Look how few developer worked on it. Where is it?

> where will it be?
Looking at krita, kexi, the progress of the "old" parts and looking at OASIS - I see a shiny future for KOffice.

by jameth (not verified)

"look at how many years koffice has had to develop."

Look at how long OpenOffice has had to develop.

Remember, OpenOffice was StarOffice beforehand. I couldn't find how old it is very easily, aside from the fact that it was a mature product and was releasing a free Linux binary in 1996, so a good bit over ten years old. And, with all that time, OpenOffice is bloated, slow, fairly reliable, and feature-complete to about four-years behind MS-Office.

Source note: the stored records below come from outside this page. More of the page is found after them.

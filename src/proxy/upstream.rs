//! Upstream HTTP client.
//!
//! # Responsibilities
//! - Send one outbound request per inbound request
//! - Read the full upstream response before relaying
//!
//! # Design Decisions
//! - Single attempt: no retries, no circuit breaking
//! - `request_secs` bounds the whole exchange, so an expired deadline surfaces
//!   as `GatewayError::UpstreamTimeout` (504)
//! - Redirects are relayed to the browser, never followed here
//! - Response bodies are decoded (gzip/br/deflate) since encoding headers
//!   are not relayed
//! - Connection pooling is left to reqwest

use std::time::Duration;

use axum::http::{
    header::{ACCEPT_ENCODING, TRANSFER_ENCODING},
    HeaderMap, Method, StatusCode,
};
use bytes::Bytes;
use url::Url;

use crate::config::TimeoutConfig;
use crate::error::GatewayError;

/// Request sent to the upstream, fully derived from the inbound request.
#[derive(Debug, Clone)]
pub struct OutboundRequest {
    pub method: Method,
    pub url: Url,
    pub headers: HeaderMap,
    pub body: Option<Bytes>,
}

/// Buffered upstream response.
#[derive(Debug, Clone)]
pub struct UpstreamResponse {
    pub status: StatusCode,
    pub headers: HeaderMap,
    pub body: Bytes,
}

/// Shared, cloneable client for the configured backend.
#[derive(Debug, Clone)]
pub struct UpstreamClient {
    inner: reqwest::Client,
}

impl UpstreamClient {
    /// Build the client with the configured connect and request deadlines.
    pub fn new(timeouts: &TimeoutConfig) -> Result<Self, GatewayError> {
        let inner = reqwest::Client::builder()
            .connect_timeout(Duration::from_secs(timeouts.connect_secs))
            .timeout(Duration::from_secs(timeouts.request_secs))
            .redirect(reqwest::redirect::Policy::none())
            .no_proxy()
            .build()
            .map_err(GatewayError::ClientBuild)?;

        Ok(Self { inner })
    }

    /// Forward a request and buffer the response. Exactly one attempt.
    pub async fn forward(&self, request: OutboundRequest) -> Result<UpstreamResponse, GatewayError> {
        let OutboundRequest {
            method,
            url,
            mut headers,
            body,
        } = request;

        // The relayed body is decoded, so negotiate encodings reqwest can undo.
        headers.remove(ACCEPT_ENCODING);
        // The body is buffered; reqwest frames it with a content length.
        headers.remove(TRANSFER_ENCODING);

        let mut builder = self.inner.request(method, url).headers(headers);
        if let Some(body) = body {
            builder = builder.body(body);
        }

        let response = builder.send().await.map_err(GatewayError::from_upstream)?;
        let status = response.status();
        let headers = response.headers().clone();
        let body = response.bytes().await.map_err(GatewayError::from_upstream)?;

        Ok(UpstreamResponse {
            status,
            headers,
            body,
        })
    }
}
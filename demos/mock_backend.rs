//! Stand-in booking backend for running the gateway locally.
//!
//! ```text
//! cargo run --example mock_backend
//! BACKEND_URL=http://127.0.0.1:4000 cargo run
//! curl -i -X POST localhost:8080/api/auth/login -d '{"email":"a@b.c"}'
//! ```

use axum::{
    http::{header::SET_COOKIE, HeaderMap},
    routing::{get, post},
    Json, Router,
};
use serde_json::{json, Value};
use std::net::SocketAddr;

async fn login(Json(credentials): Json<Value>) -> (HeaderMap, Json<Value>) {
    let mut headers = HeaderMap::new();
    headers.insert(SET_COOKIE, "session=demo; HttpOnly; Path=/".parse().unwrap());
    (headers, Json(json!({ "user": { "email": credentials["email"], "role": "admin" } })))
}

async fn vehicles() -> Json<Value> {
    Json(json!([
        { "slug": "s-class", "seats": 3 },
        { "slug": "v-class", "seats": 7 }
    ]))
}

#[tokio::main]
async fn main() {
    let app = Router::new()
        .route("/api/v1/auth/login", post(login))
        .route("/api/v1/vehicles", get(vehicles));

    let addr = SocketAddr::from(([127, 0, 0, 1], 4000));
    println!("Mock booking backend listening on http://{}", addr);

    let listener = tokio::net::TcpListener::bind(addr).await.unwrap();
    axum::serve(listener, app).await.unwrap();
}
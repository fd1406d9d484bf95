//! Configuration validation.
//!
//! # Responsibilities
//! - Semantic validation (serde handles syntactic)
//! - Validate addresses, the backend origin and value ranges
//!
//! # Design Decisions
//! - Returns all validation errors, not just first
//! - Validation is pure function: GatewayConfig → Result<(), Vec<ValidationError>>
//! - A missing backend URL is not an error; the gateway reports it per request

use std::fmt;
use std::net::SocketAddr;

use url::Url;

use crate::config::schema::GatewayConfig;

/// A single semantic problem found in the configuration.
#[derive(Debug, Clone, PartialEq, Eq)]
pub struct ValidationError {
    /// Dotted path of the offending field.
    pub field: &'static str,
    pub message: String,
}

impl ValidationError {
    fn new(field: &'static str, message: impl Into<String>) -> Self {
        Self {
            field,
            message: message.into(),
        }
    }
}

impl fmt::Display for ValidationError {
    fn fmt(&self, f: &mut fmt::Formatter<'_>) -> fmt::Result {
        write!(f, "{}: {}", self.field, self.message)
    }
}

impl std::error::Error for ValidationError {}

/// Validate the whole configuration, collecting every error.
pub fn validate_config(config: &GatewayConfig) -> Result<(), Vec<ValidationError>> {
    let mut errors = Vec::new();

    if config.listener.bind_address.parse::<SocketAddr>().is_err() {
        errors.push(ValidationError::new(
            "listener.bind_address",
            format!("'{}' is not a socket address", config.listener.bind_address),
        ));
    }

    if config.observability.metrics_enabled
        && config.observability.metrics_address.parse::<SocketAddr>().is_err()
    {
        errors.push(ValidationError::new(
            "observability.metrics_address",
            format!("'{}' is not a socket address", config.observability.metrics_address),
        ));
    }

    if let Some(raw) = config.backend.url.as_deref() {
        if let Err(message) = check_backend_url(raw) {
            errors.push(ValidationError::new("backend.url", message));
        }
    }

    if config.timeouts.request_secs == 0 {
        errors.push(ValidationError::new("timeouts.request_secs", "must be greater than 0"));
    }

    if config.limits.max_body_size == 0 {
        errors.push(ValidationError::new("limits.max_body_size", "must be greater than 0"));
    }

    if errors.is_empty() {
        Ok(())
    } else {
        Err(errors)
    }
}

fn check_backend_url(raw: &str) -> Result<(), String> {
    let url = Url::parse(raw.trim()).map_err(|e| format!("'{}' is not a URL: {}", raw, e))?;
    if !matches!(url.scheme(), "http" | "https") {
        return Err(format!("scheme '{}' is not http or https", url.scheme()));
    }
    if url.host_str().is_none() {
        return Err(format!("'{}' has no host", raw));
    }
    if url.query().is_some() || url.fragment().is_some() {
        return Err(format!("'{}' must not carry a query or fragment", raw));
    }
    Ok(())
}
//! HTTP server setup and configuration.
//!
//! # Responsibilities
//! - Create Axum Router with all handlers
//! - Wire up middleware (request ID, tracing)
//! - Inject the backend origin and upstream client into handler state
//! - Serve until the shutdown signal fires

use axum::{
    body::Body,
    http::Request,
    routing::{any, get},
    Router,
};
use tokio::net::TcpListener;
use tower_http::trace::TraceLayer;

use crate::config::{GatewayConfig, BACKEND_URL_ENV};
use crate::error::GatewayError;
use crate::http::health::get_status;
use crate::http::request::{propagate_request_id_layer, set_request_id_layer, RequestIdExt};
use crate::lifecycle::ShutdownSignal;
use crate::proxy::forward::forward_request;
use crate::proxy::{BackendOrigin, UpstreamClient};

/// Application state injected into handlers.
#[derive(Clone)]
pub struct AppState {
    /// Normalized backend origin; `None` when unconfigured.
    pub origin: Option<BackendOrigin>,
    pub client: UpstreamClient,
    pub forward_query: bool,
    pub max_body_size: usize,
}

impl AppState {
    pub fn from_config(config: &GatewayConfig) -> Result<Self, GatewayError> {
        Ok(Self {
            origin: config.backend.url.as_deref().and_then(BackendOrigin::parse),
            client: UpstreamClient::new(&config.timeouts)?,
            forward_query: config.backend.forward_query,
            max_body_size: config.limits.max_body_size,
        })
    }
}

/// HTTP server for the API gateway.
pub struct GatewayServer {
    router: Router,
}

impl GatewayServer {
    /// Create a new HTTP server with the given configuration.
    pub fn new(config: GatewayConfig) -> Result<Self, GatewayError> {
        let state = AppState::from_config(&config)?;

        match &state.origin {
            Some(origin) => tracing::info!(backend = %origin, "Forwarding /api to backend"),
            None => tracing::warn!(
                "{} is not configured; /api requests will fail with 500",
                BACKEND_URL_ENV
            ),
        }

        Ok(Self {
            router: Self::build_router(state),
        })
    }

    /// Build the Axum router with all middleware layers.
    ///
    /// The request deadline lives on the upstream client so it renders as a
    /// JSON 504 like every other gateway error.
    fn build_router(state: AppState) -> Router {
        Router::new()
            .route("/api", any(forward_request))
            .route("/api/{*path}", any(forward_request))
            .route("/healthz", get(get_status))
            .with_state(state)
            .layer(TraceLayer::new_for_http().make_span_with(|request: &Request<Body>| {
                tracing::info_span!(
                    "request",
                    method = %request.method(),
                    path = %request.uri().path(),
                    request_id = %request.headers().request_id().unwrap_or("unknown"),
                )
            }))
            .layer(propagate_request_id_layer())
            .layer(set_request_id_layer())
    }

    /// The assembled router, for in-process use.
    pub fn router(&self) -> Router {
        self.router.clone()
    }

    /// Run the server on the given listener until `shutdown` fires.
    pub async fn run(
        self,
        listener: TcpListener,
        shutdown: ShutdownSignal,
    ) -> Result<(), std::io::Error> {
        let addr = listener.local_addr()?;
        tracing::info!(address = %addr, "HTTP server starting");

        axum::serve(listener, self.router)
            .with_graceful_shutdown(async move {
                shutdown.recv().await;
                tracing::info!("Shutdown signal received");
            })
            .await?;

        tracing::info!("HTTP server stopped");
        Ok(())
    }
}
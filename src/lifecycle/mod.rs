//! Lifecycle management subsystem.
//!
//! # Data Flow
//! ```text
//! Startup (main.rs):
//!     Parse CLI → Load config → Overlay env → Validate → Init logging → Bind → Serve
//!
//! Shutdown (shutdown.rs):
//!     Signal received → trigger (latched) → server stops accepting → in-flight requests drain
//!
//! Signals (signals.rs):
//!     SIGTERM/SIGINT → Trigger graceful shutdown
//! ```
//!
//! # Design Decisions
//! - Fail fast: any startup error is fatal
//! - A missing backend origin is not a startup error

pub mod shutdown;
pub mod signals;

pub use shutdown::{Shutdown, ShutdownSignal};
pub use signals::wait_for_signal;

Now, how old is KOffice? Five years? Six? KOffice is extremely young for an Office Suite, and it has covered huge amounts of ground. It already does more things than most any office suite out there, has good integration through almost all of itself, and is lightning fast. It has been maturing steadily, and there is no reason to doubt it will continue doing so.

by Christian Loose (not verified)

> I couldn't find how old it is very easily, aside from the fact that it was a mature product and was releasing a free Linux binary in 1996, so a good bit over ten years old.

The company was Star Division was founded 1985. The first project was the word processing program Star Writer, which had its first release in 1986.

Star Office 1.0 was released 1992/1993 and it contained StarWriter compact, StarBase 1.0, StarDraw 1.0.

by KAnonymous (not verified)

Even though koffice still has many bugs, it is still a promising office suite. I admit that openoffice is a very good office suite and has so many features that koffice doesn't have, (I also use openoffice to edit complex documents, and I also like to see the progress of OpenOffice.org 2.0), but koffice also has features that openoffice doesn't have, for example KParts. With koffice you can easily preview the content of a document using konqueror, and even you also can preview some simple M$ documents using konqueror. Thanks to KParts technology!

So if someone don't like koffice, just simply don't use it, don't hurt the koffice developers by saying let it go. They have worked very hard to for this project. I'm sure there are many people still love this lightweight office suite. We have freedom to choose our own office suite.